People will tell you how much you will “Love” The Ultimate Human Race.

But these are all just words.
And words are not experiences.  

Some things have to be experienced to be understood, much like the word “Love”.

Everybody has their own definition of the word “Love”. The dictionary does too.  And yet it is only your experience which makes it real for you.

You will run comrades only when you feel the need to experience something completely out of the ordinary.  

A day will come when regular running is no longer enough.
A day will come when the distance of a half or a full no longer entices you.
A day will come when you ask yourself, “Now what ?”  
A day will come when you want to ask new questions about your old self.
A day will come when you want to discover new spaces within & without.
A day will come when you want to know what you are made of.
A day will come when you want to discover how far you can go.

That is perhaps the day you will sign up for The Ultimate Human Race.
Of course, you may have a completely different reason for running comrades.   Whatever your reasons, just remember that the Ancient Greek aphorism "know thyself" applies to this endeavour as well.
Examine your motives well.  You will answer for them on race day.

Over the last 9 years I’ve had some insights into this race.  But I have come to understand that the advice I’m about to give is pretty common knowledge.
But anyway.  Let me write on.

- Registrations for Comrades opens in September but Comrades Training should ideally start in January.  People sign-up in September and get into complete Comrades training mode right away.   I find this hard to sustain.   I would advise simple base building from Sept to Jan at which point one can start adding more aggressive volume, hills, and speed training.   The peak training months are March and April and a little bit in May.

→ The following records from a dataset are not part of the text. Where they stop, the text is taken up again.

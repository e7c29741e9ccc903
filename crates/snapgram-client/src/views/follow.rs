use snapgram_shared::models::User;
use snapgram_shared::types::UserId;
use snapgram_shared::ValidationError;

use super::toast::{Toast, ACTION_FAILED};
use crate::error::ApiResult;
use crate::state::AppContext;

/// A follow or unfollow shown locally but not yet sent.
#[must_use]
#[derive(Debug, Clone, PartialEq, Eq)]
pub struct PendingFollow {
    follower: UserId,
    target: UserId,
    follow: bool,
}

impl PendingFollow {
    /// Resolves to the follower's updated profile.
    pub async fn send(&self, ctx: &AppContext) -> ApiResult<User> {
        let queries = ctx.queries();
        if self.follow {
            queries.follow_user(&self.follower, &self.target).await
        } else {
            queries.unfollow_user(&self.follower, &self.target).await
        }
    }
}

/// Follow/unfollow toggle shown on another user's card or profile.
#[derive(Debug, Clone, PartialEq, Eq)]
pub struct FollowButton {
    follower: UserId,
    target: UserId,
    following: bool,
}

impl FollowButton {
    /// Users cannot follow themselves, so there is no button for one's own
    /// profile.
    pub fn new(current: &User, target: &UserId) -> Result<Self, ValidationError> {
        if current.id == *target {
            return Err(ValidationError::SelfFollow);
        }
        Ok(Self {
            follower: current.id.clone(),
            target: target.clone(),
            following: current.is_following(target),
        })
    }

    pub fn is_following(&self) -> bool {
        self.following
    }

    pub fn label(&self) -> &'static str {
        if self.following {
            "Unfollow"
        } else {
            "Follow"
        }
    }

    pub fn begin(&mut self) -> PendingFollow {
        self.following = !self.following;
        PendingFollow {
            follower: self.follower.clone(),
            target: self.target.clone(),
            follow: self.following,
        }
    }

    pub fn finish(&mut self, pending: PendingFollow, result: ApiResult<User>) -> Result<(), Toast> {
        match result {
            Ok(me) => {
                self.following = me.is_following(&self.target);
                Ok(())
            }
            Err(e) => {
                self.following = !pending.follow;
                Err(Toast::failure(ACTION_FAILED, &e))
            }
        }
    }

    pub async fn toggle(&mut self, ctx: &AppContext) -> Result<(), Toast> {
        let pending = self.begin();
        let result = pending.send(ctx).await;
        self.finish(pending, result)
    }
}

#[cfg(test)]
mod tests {
    use super::*;
    use crate::error::RemoteError;
    use crate::remote::memory::Operation;
    use crate::views::test_support::{context_with_post, UserFixture};

    #[tokio::test]
    async fn follow_then_unfollow() {
        let (ctx, _remote, _post, UserFixture { user, other }) = context_with_post().await;
        let mut button = FollowButton::new(&user, &other.id).unwrap();
        assert_eq!(button.label(), "Follow");

        button.toggle(&ctx).await.unwrap();
        assert!(button.is_following());
        let target = ctx.api().get_user_by_id(&other.id).await.unwrap();
        assert_eq!(target.followers, vec![user.id.clone()]);

        button.toggle(&ctx).await.unwrap();
        assert_eq!(button.label(), "Follow");
    }

    #[tokio::test]
    async fn label_flips_before_the_request() {
        let (ctx, remote, _post, UserFixture { user, other }) = context_with_post().await;
        let mut button = FollowButton::new(&user, &other.id).unwrap();
        remote.fail(Operation::UpdateDocument, RemoteError::RateLimited);

        let pending = button.begin();
        assert_eq!(button.label(), "Unfollow");
        let result = pending.send(&ctx).await;
        assert!(button.finish(pending, result).is_err());
        assert_eq!(button.label(), "Follow");
    }

    #[tokio::test]
    async fn no_button_for_self() {
        let (_ctx, _remote, _post, UserFixture { user, .. }) = context_with_post().await;
        assert_eq!(
            FollowButton::new(&user, &user.id).unwrap_err(),
            ValidationError::SelfFollow
        );
    }
}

The key to running multiple Comrades is to not burn out.  One must conserve oneself.

Pacing oneself slowly, if one wishes to last longer, is an idea which can be applied to many other aspects of life as well.  
Pacing is the key to endurance.  Pace yourself!

- The Comrades marathon has a different start point each year.  The start point alternates between Durban and PMB.  One run is called the Up run, the other, the Down Run.  The Up run is traditionally about 2k shorter than the Down run.   The down run is approximately 89km while the Up is approximately 87 km.  (sometimes these distances may change due to some road closures or some other issues but they are in the ball-park).
However, the time given to complete both the Up run and the Down run is the same.  Always 12:00 hours.  

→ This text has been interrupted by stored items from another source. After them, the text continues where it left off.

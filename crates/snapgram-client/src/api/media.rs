use tracing::{debug, error, warn};

use snapgram_shared::models::FileUpload;
use snapgram_shared::types::FileId;

use super::Api;
use crate::error::ApiResult;
use crate::remote::PreviewOptions;

/// A freshly uploaded file with its preview URL.
#[derive(Debug, Clone, PartialEq, Eq)]
pub(crate) struct UploadedMedia {
    pub file_id: FileId,
    pub url: String,
}

impl Api {
    pub fn file_preview_url(&self, file_id: &FileId) -> ApiResult<String> {
        Ok(self.remote.file_preview_url(
            &self.config.storage_id,
            file_id,
            &PreviewOptions::default(),
        )?)
    }

    pub async fn upload_file(&self, file: FileUpload) -> ApiResult<FileId> {
        let uploaded = self
            .remote
            .upload_file(&self.config.storage_id, &FileId::unique(), file)
            .await?;
        debug!(file_id = %uploaded.id, size = uploaded.size, "File uploaded");
        Ok(uploaded.id)
    }

    pub async fn delete_file(&self, file_id: &FileId) -> ApiResult<()> {
        self.remote
            .delete_file(&self.config.storage_id, file_id)
            .await?;
        debug!(%file_id, "File deleted");
        Ok(())
    }

    /// Upload then resolve the preview URL. The file is deleted again if
    /// the preview cannot be produced.
    pub(crate) async fn upload_media(&self, file: FileUpload) -> ApiResult<UploadedMedia> {
        let file_id = self.upload_file(file).await?;
        match self.file_preview_url(&file_id) {
            Ok(url) => Ok(UploadedMedia { file_id, url }),
            Err(e) => {
                warn!(%file_id, error = %e, "Preview failed, removing upload");
                self.discard_file(&file_id).await;
                Err(e)
            }
        }
    }

    /// Best-effort delete. Failures are logged and never retried.
    pub(crate) async fn discard_file(&self, file_id: &FileId) {
        if let Err(e) = self.delete_file(file_id).await {
            error!(%file_id, error = %e, "Failed to delete orphaned file");
        }
    }
}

I like going downhill .  It’s much easier than going uphill.  
Nature prefers downhill.  I mean rivers flow downhill, leaves fall down from trees, apples fall downwards.   A ball thrown up always comes back down.
Going down is natural, it’s free & less stressful.  Gravity helps.
Down is the natural state of things.  Pharmaceutical companies, on the other hand, have to invest millions trying to make things go up.    It’s hard to go to Up.  And the older one gets the harder it is to go up.
So just take my word for this.  
The down run is easier.  

- But no matter whether it is the down run or the up run, one needs to be a strong hill climber.  One does not have a choice, the first part of the down run is up.   So the thing is this: if one wants to run Comrades, one needs to love running up the hills and running down the valleys.     There are many downs in the up run as well.
So, don’t worry too much when you are climbing up because everything that goes up has to come down and vice versa.  Just learn to hang in and keep putting one feet in front of the other.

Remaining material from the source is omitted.